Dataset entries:
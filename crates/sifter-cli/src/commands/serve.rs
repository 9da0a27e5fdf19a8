//! Serve command - local web UI for interactive runs.

use std::path::PathBuf;
use std::sync::Arc;

use colored::Colorize;
use sifter::{HttpFetcher, SifterConfig};

use crate::server::{app, state::AppState};

pub fn run(
    port: u16,
    no_open: bool,
    config: Option<PathBuf>,
    verbose: bool,
) -> Result<(), Box<dyn std::error::Error>> {
    let settings = match &config {
        Some(path) => SifterConfig::load(path)?,
        None => SifterConfig::default(),
    };
    // Fail early on bad timeout overrides rather than on the first run
    settings.registry()?;

    let fetcher = Arc::new(HttpFetcher::new()?);
    let state = AppState::new(settings, fetcher);

    // Print server info
    let url = format!("http://localhost:{}", port);
    println!();
    println!(
        "{} {}",
        "Starting sifter at".cyan().bold(),
        url.white().bold()
    );
    println!();
    if verbose {
        if let Some(path) = &config {
            println!("  Config: {}", path.display());
        }
        println!();
    }
    println!("Press {} to stop the server", "Ctrl+C".yellow().bold());
    println!();

    // Open browser if requested
    if !no_open {
        if let Err(e) = open::that(&url) {
            eprintln!(
                "{} Could not open browser: {}",
                "Warning:".yellow(),
                e
            );
        }
    }

    // Run the server
    let runtime = tokio::runtime::Runtime::new()?;
    runtime.block_on(async {
        // Set up Ctrl+C handler
        let state_clone = state.clone();
        tokio::spawn(async move {
            tokio::signal::ctrl_c().await.ok();
            println!();
            println!("{}", "Shutting down...".yellow());
            state_clone.cancel_active().await;
            std::process::exit(0);
        });

        if let Err(e) = app::run_server(state, port).await {
            eprintln!("Server error: {}", e);
        }
    });

    Ok(())
}
//! Scripted fetcher for tests and dry runs.

use std::collections::HashMap;
use std::sync::Mutex;

use crate::provider::ProviderSpec;

use super::{FetchOutcome, Fetcher};

/// Fetcher that returns preset outcomes per provider id and records calls.
///
/// Providers without a scripted outcome fail with a transport error.
#[derive(Default)]
pub struct ScriptedFetcher {
    outcomes: HashMap<String, FetchOutcome>,
    calls: Mutex<Vec<(String, String)>>,
}

impl ScriptedFetcher {
    pub fn new() -> Self {
        Self::default()
    }

    /// Script the outcome returned for a provider.
    pub fn with_outcome(mut self, provider_id: impl Into<String>, outcome: FetchOutcome) -> Self {
        self.outcomes.insert(provider_id.into(), outcome);
        self
    }

    /// Script a successful fetch returning `body`.
    pub fn with_body(self, provider_id: impl Into<String>, body: impl Into<String>) -> Self {
        self.with_outcome(provider_id, FetchOutcome::Success(body.into()))
    }

    /// `(provider id, query)` pairs in call order.
    pub fn calls(&self) -> Vec<(String, String)> {
        self.calls.lock().map(|c| c.clone()).unwrap_or_default()
    }

    /// Provider ids in call order.
    pub fn called_providers(&self) -> Vec<String> {
        self.calls().into_iter().map(|(id, _)| id).collect()
    }
}

impl Fetcher for ScriptedFetcher {
    fn fetch(&self, provider: &ProviderSpec, query: &str) -> FetchOutcome {
        if let Ok(mut calls) = self.calls.lock() {
            calls.push((provider.id.to_string(), query.to_string()));
        }

        self.outcomes
            .get(provider.id)
            .cloned()
            .unwrap_or_else(|| FetchOutcome::TransportError("no scripted response".to_string()))
    }

    fn name(&self) -> &str {
        "scripted"
    }
}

Aim of the task:
Could you copy each line above word for word?

Task answer:
filename crates/sifter-cli/src/commands/serve.rs
repository 9da0a27e5fdf19a8
//! Serve command - local web UI for interactive runs.

use std::path::PathBuf;
use std::sync::Arc;

use colored::Colorize;
use sifter::{HttpFetcher, SifterConfig};

use crate::server::{app, state::AppState};

pub fn run(
    port: u16,
    no_open: bool,
    config: Option<PathBuf>,
    verbose: bool,
) -> Result<(), Box<dyn std::error::Error>> {
    let settings = match &config {
        Some(path) => SifterConfig::load(path)?,
        None => SifterConfig::default(),
    };
    // Fail early on bad timeout overrides rather than on the first run
    settings.registry()?;

    let fetcher = Arc::new(HttpFetcher::new()?);
    let state = AppState::new(settings, fetcher);

    // Print server info
    let url = format!("http://localhost:{}", port);
    println!();
    println!(
        "{} {}",
        "Starting sifter at".cyan().bold(),
        url.white().bold()
    );
    println!();
    if verbose {
        if let Some(path) = &config {
            println!("  Config: {}", path.display());
        }
        println!();
    }
    println!("Press {} to stop the server", "Ctrl+C".yellow().bold());
    println!();

    // Open browser if requested
    if !no_open {
        if let Err(e) = open::that(&url) {
            eprintln!(
                "{} Could not open browser: {}",
                "Warning:".yellow(),
                e
            );
        }
    }

    // Run the server
    let runtime = tokio::runtime::Runtime::new()?;
    runtime.block_on(async {
        // Set up Ctrl+C handler
        let state_clone = state.clone();
        tokio::spawn(async move {
            tokio::signal::ctrl_c().await.ok();
            println!();
            println!("{}", "Shutting down...".yellow());
            state_clone.cancel_active().await;
            std::process::exit(0);
        });

        if let Err(e) = app::run_server(state, port).await {
            eprintln!("Server error: {}", e);
        }
    });

    Ok(())
}
//! Scripted fetcher for tests and dry runs.

use std::collections::HashMap;
use std::sync::Mutex;

use crate::provider::ProviderSpec;

use super::{FetchOutcome, Fetcher};

/// Fetcher that returns preset outcomes per provider id and records calls.
///
/// Providers without a scripted outcome fail with a transport error.
#[derive(Default)]
pub struct ScriptedFetcher {
    outcomes: HashMap<String, FetchOutcome>,
    calls: Mutex<Vec<(String, String)>>,
}

impl ScriptedFetcher {
    pub fn new() -> Self {
        Self::default()
    }

    /// Script the outcome returned for a provider.
    pub fn with_outcome(mut self, provider_id: impl Into<String>, outcome: FetchOutcome) -> Self {
        self.outcomes.insert(provider_id.into(), outcome);
        self
    }

    /// Script a successful fetch returning `body`.
    pub fn with_body(self, provider_id: impl Into<String>, body: impl Into<String>) -> Self {
        self.with_outcome(provider_id, FetchOutcome::Success(body.into()))
    }

    /// `(provider id, query)` pairs in call order.
    pub fn calls(&self) -> Vec<(String, String)> {
        self.calls.lock().map(|c| c.clone()).unwrap_or_default()
    }

    /// Provider ids in call order.
    pub fn called_providers(&self) -> Vec<String> {
        self.calls().into_iter().map(|(id, _)| id).collect()
    }
}

impl Fetcher for ScriptedFetcher {
    fn fetch(&self, provider: &ProviderSpec, query: &str) -> FetchOutcome {
        if let Ok(mut calls) = self.calls.lock() {
            calls.push((provider.id.to_string(), query.to_string()));
        }

        self.outcomes
            .get(provider.id)
            .cloned()
            .unwrap_or_else(|| FetchOutcome::TransportError("no scripted response".to_string()))
    }

    fn name(&self) -> &str {
        "scripted"
    }
}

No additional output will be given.